After arriving in London en route to America, an acquaintance’s grandfather decided to kill time at Speakers’ Corner in Hyde Park. It was 1906, and he, similar to my own grandparents, had fled a pogrom in Russia. Despite having his heart set on New York, he changed his mind when he heard an itinerant speaker slagging off King Edward VII from his soap box. A country that tolerated open criticism of its monarch was a country in which to seek asylum.

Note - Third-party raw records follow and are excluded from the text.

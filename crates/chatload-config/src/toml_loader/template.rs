//! Default TOML config template.

/// Generate the default TOML config content with comments.
pub fn default_config_toml() -> String {
    r##"# chatload configuration
# Only override what you want to change -- missing fields use defaults.
# Environment variables (CHATLOAD_*) override this file; CLI flags override both.

[target]
# base_url = "http://localhost/v1"   # requests go to {base_url}/chat-messages
# app_id = ""                        # required (CHATLOAD_APP_ID)
# api_token = ""                     # required (CHATLOAD_API_TOKEN)

[load]
# users = 10                 # concurrent virtual users (1-10000)
# duration_secs = 60         # 0 = bounded by iterations only
# iterations = 0             # per user, 0 = bounded by duration only
# ramp_up_secs = 0           # spread user start over this window
# request_timeout_secs = 60  # whole streamed response (1-3600)
# connect_timeout_secs = 10  # TCP/TLS connect (1-300)
# pause_min_secs = 1.0       # randomized think time after each iteration
# pause_max_secs = 3.0

[queries]
# pool = [
#     "Hello, what can you help me with?",
#     "What are the next steps?",
# ]

[output]
# summary_path = "summary.json"
"##
    .to_string()
}
//! Conversation-tracking load generator for streaming chat APIs.
//!
//! Provides:
//! - SSE block parsing and conversation-id extraction
//! - Per-virtual-user conversation state
//! - An HTTP client for `POST /chat-messages` with streamed responses
//! - Lock-free run counters and latency statistics
//! - A fixed-user runner and the end-of-run JSON summary

pub mod client;
pub mod metrics;
pub mod runner;
pub mod session;
pub mod streaming;
pub mod summary;

use std::time::Duration;

use async_trait::async_trait;

pub use client::{ClientConfig, HttpChatClient};
pub use metrics::{LatencyStats, MetricsSnapshot, RunMetrics};
pub use runner::{run, RunPlan, RunReport, UserReport};
pub use session::{build_request, ChatRequest, Outcome, QueryPool, UserStates, VirtualUserState};
pub use streaming::{extract_conversation_id, ChatResponseEvent, ConversationIdScan};
pub use summary::{write_summary, RunSummary};

/// Sends one chat request and buffers the streamed reply.
///
/// Implementations return `Ok` only for a `200 OK` response with a
/// non-empty body; everything else is a [`ChatError`].
#[async_trait]
pub trait ChatTransport: Send + Sync {
    async fn send(&self, request: &ChatRequest) -> Result<ChatExchange, ChatError>;
}

/// A completed, successful exchange.
#[derive(Debug, Clone)]
pub struct ChatExchange {
    /// Full response body as received.
    pub body: String,
    /// Time from sending the request to the end of the stream.
    pub elapsed: Duration,
    /// Time from sending the request to the first body chunk.
    pub first_chunk: Option<Duration>,
}

#[derive(Debug, thiserror::Error)]
pub enum ChatError {
    #[error("client error: {0}")]
    Client(String),
    #[error("network error: {0}")]
    Network(String),
    #[error("request timed out")]
    Timeout,
    #[error("HTTP {status}: {body}")]
    Status { status: u16, body: String },
    #[error("empty response body")]
    EmptyBody,
}

impl ChatError {
    pub fn is_timeout(&self) -> bool {
        matches!(self, ChatError::Timeout)
    }
}

impl From<ChatError> for chatload_common::ChatloadError {
    fn from(err: ChatError) -> Self {
        chatload_common::ChatloadError::Chat(err.to_string())
    }
}
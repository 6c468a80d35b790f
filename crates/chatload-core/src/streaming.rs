//! Server-Sent Events (SSE) block parsing for chat responses.
//!
//! The chat endpoint streams blank-line-delimited blocks. Blocks that start
//! with a `data:` marker carry a JSON payload; the first payload with a
//! non-empty `conversation_id` ties later requests to the same dialogue.
//!
//! Extraction works on the fully buffered body: the client reads the whole
//! stream (see [`crate::client`]) before the tracker looks at it.

use serde::Deserialize;

const DATA_MARKER: &str = "data:";

/// One parsed `data:` payload.
///
/// Only the fields the tracker cares about are modelled; everything else in
/// the payload is ignored.
#[derive(Debug, Clone, Default, PartialEq, Eq, Deserialize)]
pub struct ChatResponseEvent {
    /// Event name (`message`, `message_end`, `error`, ...).
    #[serde(default)]
    pub event: Option<String>,
    #[serde(default)]
    pub conversation_id: Option<String>,
    #[serde(default)]
    pub message_id: Option<String>,
}

impl ChatResponseEvent {
    /// The conversation id exactly as sent, if present and not blank.
    pub fn conversation_id(&self) -> Option<&str> {
        self.conversation_id
            .as_deref()
            .filter(|id| !id.trim().is_empty())
    }
}

/// Result of scanning a body for a conversation id.
///
/// `NotPresent` and `Malformed` lead to the same behavior (the user keeps
/// going without a conversation) but are reported separately.
#[derive(Debug, Clone, PartialEq, Eq)]
pub enum ConversationIdScan {
    /// First non-empty `conversation_id` found in a data block.
    Found(String),
    /// Every data block parsed, none carried an id (or there were none).
    NotPresent,
    /// No id found and `skipped` data blocks failed to parse.
    Malformed { skipped: usize },
}

impl ConversationIdScan {
    pub fn into_id(self) -> Option<String> {
        match self {
            ConversationIdScan::Found(id) => Some(id),
            _ => None,
        }
    }
}

/// Split a body into blank-line-delimited blocks.
///
/// CRLF line endings are normalized first. Empty blocks are dropped.
pub fn split_blocks(body: &str) -> Vec<String> {
    body.replace("\r\n", "\n")
        .split("\n\n")
        .map(|block| block.trim_matches('\n').to_string())
        .filter(|block| !block.trim().is_empty())
        .collect()
}

/// Payload of a block that starts with the `data:` marker.
pub fn data_payload(block: &str) -> Option<&str> {
    block
        .trim_start()
        .strip_prefix(DATA_MARKER)
        .map(str::trim)
}

/// Parse one `data:` payload.
pub fn parse_event(payload: &str) -> Result<ChatResponseEvent, serde_json::Error> {
    serde_json::from_str(payload)
}

/// Parse every `data:` block in `body`, keeping per-block parse results.
pub fn parse_events(body: &str) -> Vec<Result<ChatResponseEvent, serde_json::Error>> {
    split_blocks(body)
        .iter()
        .filter_map(|block| data_payload(block))
        .map(parse_event)
        .collect()
}

/// Scan a response body for the first non-empty conversation id.
///
/// Blocks that fail to parse are skipped and the scan continues.
pub fn extract_conversation_id(body: &str) -> ConversationIdScan {
    let mut skipped = 0;

    for parsed in parse_events(body) {
        match parsed {
            Ok(event) => {
                if let Some(id) = event.conversation_id() {
                    return ConversationIdScan::Found(id.to_string());
                }
            }
            Err(e) => {
                tracing::trace!(error = %e, "skipping malformed data block");
                skipped += 1;
            }
        }
    }

    if skipped > 0 {
        ConversationIdScan::Malformed { skipped }
    } else {
        ConversationIdScan::NotPresent
    }
}
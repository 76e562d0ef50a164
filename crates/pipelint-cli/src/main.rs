//! pipelint CLI - lint nf-core style pipelines

mod json;

use anyhow::{bail, Context};
use clap::{Parser, Subcommand, ValueEnum};
use colored::*;
use pipelint_core::{
    all_checks, lint_pipelines, ContextOverrides, LintContext, PipelineReport,
};
use std::path::PathBuf;
use std::process;
use tracing_subscriber::EnvFilter;

#[derive(Parser)]
#[command(name = "pipelint")]
#[command(author, version, about, long_about = None)]
#[command(
    about = "Lint nf-core style pipelines",
    long_about = "Run pipeline lint checks against one or more workflow directories.\n\nChecks: MultiQC config"
)]
struct Cli {
    #[command(subcommand)]
    command: Option<Commands>,

    /// Pipeline directories to lint (defaults to current directory)
    #[arg(default_value = ".")]
    paths: Vec<PathBuf>,

    /// Pipeline name (defaults to template.name in .nf-core.yml, then the directory name)
    #[arg(long, global = true)]
    name: Option<String>,

    /// Pipeline prefix used in the summary section name
    #[arg(long, global = true)]
    prefix: Option<String>,

    /// Output format
    #[arg(short, long, global = true, value_enum, default_value_t = OutputFormat::Text)]
    format: OutputFormat,

    /// Also print passed tests
    #[arg(long, global = true)]
    show_passed: bool,

    /// Verbose output
    #[arg(short, long, global = true)]
    verbose: bool,
}

#[derive(Subcommand)]
enum Commands {
    /// Lint pipeline directories
    Lint {
        /// Pipeline directories to lint
        #[arg(default_value = ".")]
        paths: Vec<PathBuf>,
    },

    /// List available checks
    Checks,
}

#[derive(Clone, Copy, Debug, PartialEq, Eq, ValueEnum)]
enum OutputFormat {
    Text,
    Json,
}

fn main() {
    let cli = Cli::parse();
    init_logging(cli.verbose);

    let result = match &cli.command {
        Some(Commands::Lint { paths }) => lint_command(paths, &cli),
        Some(Commands::Checks) => checks_command(),
        None => lint_command(&cli.paths, &cli),
    };

    if let Err(e) = result {
        eprintln!("{} {:#}", "Error:".red().bold(), e);
        process::exit(1);
    }
}

fn init_logging(verbose: bool) {
    let level = if verbose {
        tracing::Level::DEBUG
    } else {
        tracing::Level::WARN
    };

    // RUST_LOG wins when set; logs go to stderr so JSON on stdout stays parseable
    let filter = EnvFilter::builder()
        .with_default_directive(level.into())
        .from_env_lossy();
    tracing_subscriber::fmt()
        .with_env_filter(filter)
        .with_writer(std::io::stderr)
        .init();
}

fn lint_command(paths: &[PathBuf], cli: &Cli) -> anyhow::Result<()> {
    if cli.name.is_some() && paths.len() > 1 {
        bail!("--name can only be used when linting a single pipeline");
    }

    let overrides = ContextOverrides {
        pipeline_name: cli.name.clone(),
        pipeline_prefix: cli.prefix.clone(),
    };

    let contexts = paths
        .iter()
        .map(|path| {
            if !path.is_dir() {
                bail!("Pipeline directory not found: {}", path.display());
            }
            LintContext::load(path, &overrides)
                .with_context(|| format!("Failed to load lint context for {}", path.display()))
        })
        .collect::<anyhow::Result<Vec<_>>>()?;

    let reports = lint_pipelines(&contexts);

    match cli.format {
        OutputFormat::Json => {
            let output = json::reports_to_json(&reports);
            println!("{}", serde_json::to_string_pretty(&output)?);
        }
        OutputFormat::Text => print_text(&reports, cli.show_passed),
    }

    // Exit with error code if needed
    if reports.iter().any(PipelineReport::has_failures) {
        process::exit(1);
    }

    Ok(())
}

fn print_text(reports: &[PipelineReport], show_passed: bool) {
    for report in reports {
        println!(
            "{} {} ({})",
            "Linting:".cyan().bold(),
            report.wf_path.display(),
            report.pipeline_name
        );

        for check in &report.checks {
            if show_passed {
                for message in &check.result.passed {
                    println!("  {} {}: {}", "✓".green().bold(), check.check.dimmed(), message);
                }
            }
            for message in &check.result.ignored {
                println!("  {} {}: {}", "?".yellow().bold(), check.check.dimmed(), message);
            }
            for message in &check.result.failed {
                println!("  {} {}: {}", "✗".red().bold(), check.check.dimmed(), message);
            }
        }

        for name in &report.disabled {
            println!("  {} {}: disabled in lint config", "-".dimmed(), name.dimmed());
        }
        println!();
    }

    let passed: usize = reports.iter().map(PipelineReport::passed_count).sum();
    let failed: usize = reports.iter().map(PipelineReport::failed_count).sum();
    let ignored: usize = reports.iter().map(PipelineReport::ignored_count).sum();

    // Summary
    println!("{}", "─".repeat(60).dimmed());
    if failed == 0 {
        println!("{}", "✓ No failed tests".green().bold());
    }
    println!("{} passed, {} failed, {} ignored", passed, failed, ignored);
}

fn checks_command() -> anyhow::Result<()> {
    for check in all_checks() {
        println!("{}  {}", check.name().cyan().bold(), check.description());
    }
    Ok(())
}
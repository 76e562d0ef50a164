//! YAML document parser

use crate::diagnostics::{CoreResult, LintError};
use serde_yaml::Value;
use std::path::Path;

/// Read and parse a whole YAML file into an untyped document.
///
/// An empty file parses to `Value::Null`.
pub fn parse_yaml_file(path: &Path) -> CoreResult<Value> {
    let content = std::fs::read_to_string(path).map_err(|e| LintError::FileRead {
        path: path.to_path_buf(),
        source: e,
    })?;
    parse_yaml(&content).map_err(|source| LintError::YamlParse {
        path: path.to_path_buf(),
        source,
    })
}

/// Parse YAML content, treating blank input as null
pub fn parse_yaml(content: &str) -> Result<Value, serde_yaml::Error> {
    if content.trim().is_empty() {
        return Ok(Value::Null);
    }
    serde_yaml::from_str(content)
}

#[cfg(test)]
mod tests {
    use super::*;
    use tempfile::TempDir;

    #[test]
    fn test_parse_mapping() {
        let value = parse_yaml("export_plots: true\n").unwrap();
        assert_eq!(value["export_plots"], Value::Bool(true));
    }

    #[test]
    fn test_blank_is_null() {
        assert_eq!(parse_yaml("  \n").unwrap(), Value::Null);
    }

    #[test]
    fn test_invalid_yaml() {
        assert!(parse_yaml("key: [unclosed").is_err());
    }

    #[test]
    fn test_missing_file_is_read_error() {
        let temp = TempDir::new().unwrap();
        let err = parse_yaml_file(&temp.path().join("nope.yml")).unwrap_err();
        assert!(matches!(err, LintError::FileRead { .. }));
    }

    #[test]
    fn test_parse_error_keeps_path() {
        let temp = TempDir::new().unwrap();
        let path = temp.path().join("broken.yml");
        std::fs::write(&path, "a: b: c\n").unwrap();

        let err = parse_yaml_file(&path).unwrap_err();
        assert!(matches!(err, LintError::YamlParse { .. }));
        assert!(err.to_string().contains("broken.yml"));
    }
}
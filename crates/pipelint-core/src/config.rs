//! Linter configuration loaded from a pipeline's `.nf-core.yml`

use crate::diagnostics::{CoreResult, LintError};
use serde::{Deserialize, Serialize};
use serde_yaml::Value;
use std::collections::{BTreeMap, BTreeSet};
use std::path::{Path, PathBuf};

/// File names searched in the workflow root, in order
pub const PROJECT_CONFIG_FILES: &[&str] = &[".nf-core.yml", ".nf-core.yaml"];

/// Contents of `.nf-core.yml` relevant to linting
#[derive(Debug, Clone, Default, Serialize, Deserialize)]
pub struct ProjectConfig {
    #[serde(default)]
    pub lint: Option<LintConfig>,

    #[serde(default)]
    pub template: Option<TemplateConfig>,
}

/// Pipeline template metadata written by the nf-core tooling
#[derive(Debug, Clone, Default, Serialize, Deserialize)]
pub struct TemplateConfig {
    #[serde(default)]
    pub name: Option<String>,

    #[serde(default)]
    pub prefix: Option<String>,
}

/// Per-check settings from the `lint:` section.
///
/// ```yaml
/// lint:
///   multiqc_config:
///     - report_comment
///   nextflow_config:
///     - manifest.name
///     - config_defaults:
///         - params.input
///   files_exist: false
/// ```
#[derive(Debug, Clone, Default, PartialEq, Serialize, Deserialize)]
#[serde(transparent)]
pub struct LintConfig {
    pub checks: BTreeMap<String, CheckSetting>,
}

#[derive(Debug, Clone, PartialEq, Serialize, Deserialize)]
#[serde(untagged)]
pub enum CheckSetting {
    /// `false` switches the whole check off
    Enabled(bool),
    /// Sub-checks to skip. Items are names, or mappings carrying
    /// check-specific options
    Ignore(Vec<Value>),
    /// Any other check-specific setting
    Other(Value),
}

impl LintConfig {
    /// Ignore a single sub-check of `check`
    pub fn ignore(&mut self, check: &str, item: &str) {
        let setting = self
            .checks
            .entry(check.to_string())
            .or_insert_with(|| CheckSetting::Ignore(Vec::new()));
        match setting {
            CheckSetting::Ignore(items) => {
                if !items.iter().any(|i| i.as_str() == Some(item)) {
                    items.push(Value::from(item));
                }
            }
            CheckSetting::Enabled(_) | CheckSetting::Other(_) => {
                *setting = CheckSetting::Ignore(vec![Value::from(item)])
            }
        }
    }

    /// A check runs unless it is explicitly set to `false`
    pub fn is_check_enabled(&self, check: &str) -> bool {
        !matches!(self.checks.get(check), Some(CheckSetting::Enabled(false)))
    }

    /// Sub-checks of `check` the pipeline asked to skip
    pub fn ignored_items(&self, check: &str) -> BTreeSet<&str> {
        match self.checks.get(check) {
            Some(CheckSetting::Ignore(items)) => items.iter().filter_map(Value::as_str).collect(),
            _ => BTreeSet::new(),
        }
    }

    pub fn is_ignored(&self, check: &str, item: &str) -> bool {
        self.ignored_items(check).contains(item)
    }
}

impl ProjectConfig {
    /// Load config from file
    pub fn load(path: &Path) -> CoreResult<Self> {
        let content = std::fs::read_to_string(path).map_err(|e| LintError::FileRead {
            path: path.to_path_buf(),
            source: e,
        })?;

        if content.trim().is_empty() {
            return Ok(Self::default());
        }

        serde_yaml::from_str(&content).map_err(|e| LintError::ConfigParse {
            path: path.to_path_buf(),
            message: e.to_string(),
        })
    }

    /// Locate the project config in a workflow root
    pub fn find(wf_path: &Path) -> Option<PathBuf> {
        PROJECT_CONFIG_FILES
            .iter()
            .map(|name| wf_path.join(name))
            .find(|p| p.is_file())
    }

    /// Load the project config of a workflow, or the default when it has none
    pub fn discover(wf_path: &Path) -> CoreResult<Self> {
        match Self::find(wf_path) {
            Some(path) => {
                tracing::debug!(path = %path.display(), "loading project config");
                Self::load(&path)
            }
            None => Ok(Self::default()),
        }
    }

    pub fn lint_config(&self) -> LintConfig {
        self.lint.clone().unwrap_or_default()
    }
}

Britain has a long and marvelous self-deprecatory tradition of not taking itself, or anyone else, too seriously. Ideologies were for other mad-cap countries to self-destruct with (even the post-war surge in socialism was quickly diluted to something more essentially British). So, when Charles de Gaulle said ‘Non!’ to Britain’s entry into the European Economic Community in 1967, despite Britain having been instrumental in saving his country from speaking German, he knew what he was doing. De Gaulle and his German allies were flying high, out to create something idyllic, and they didn’t need the English bringing them back to earth.

Since finally joining Europe in 1973, the British have periodically forced an emergency landing (or, at least, lowered the altitude of such lunacies as the single-currency Euro project), but now that Brexit is in the air, they have also made the mistake of splitting into two ideological camps. Amidst all their own dogfighting, they are missing a lot of the nonsense of Europe.

A recent example should serve the point.

British tax law has an eminently sensible provision permitting the deferral of capital gains tax on the transfer of assets within a UK group. Nothing left the ‘business’ so why prevent the transfer or penalize it with a tax charge? Only when the asset is actually sold outside the group would the tax crystallize taking into account the amount deferred.

Her Majesty’s Revenue and Customs (for, despite General de Gaulle, members of the Union are still responsible for their own fiscal management) held that an asset transfer by a UK company to its Dutch parent company triggered tax, since it was outside a UK group. The assessee said ‘Non!’ and the matter was taken to a First Tier Tribunal (Britain’s lowest tax court). Despite its own evident embarrassment, the court was hit by turbulence, and sided with the assessee.

Why?

One of the fundamentals of the European project is ‘freedom of establishment’. Article 49 of the Consolidated version of the treaty on the functioning of the European Union (yawn!) states:

Freedom of establishment shall include the right to take up and pursue activities as self-employed persons and to set up and manage undertakings, in particular companies or firms within the meaning of the second paragraph of Article 54, under the conditions laid down for its own nationals by the law of the country where such establishment is effected, subject to the provisions of the Chapter relating to capital.

Bottom line – the court felt it had to permit the transfer of the asset to the Dutch parent free of tax, knowing full well that there was no system in place to ensure that, when the Dutch company sold the asset outside the group, Britain would receive its share of the booty. While a form of installment payment was considered appropriate – it didn’t seem to meet European legal requirements,  and was ignored.

There is no logic in any of this. With pragmatic Britain’s exit from the EU, de Gaulle’s legacy may finally reach its logical conclusion. Sacre bleu!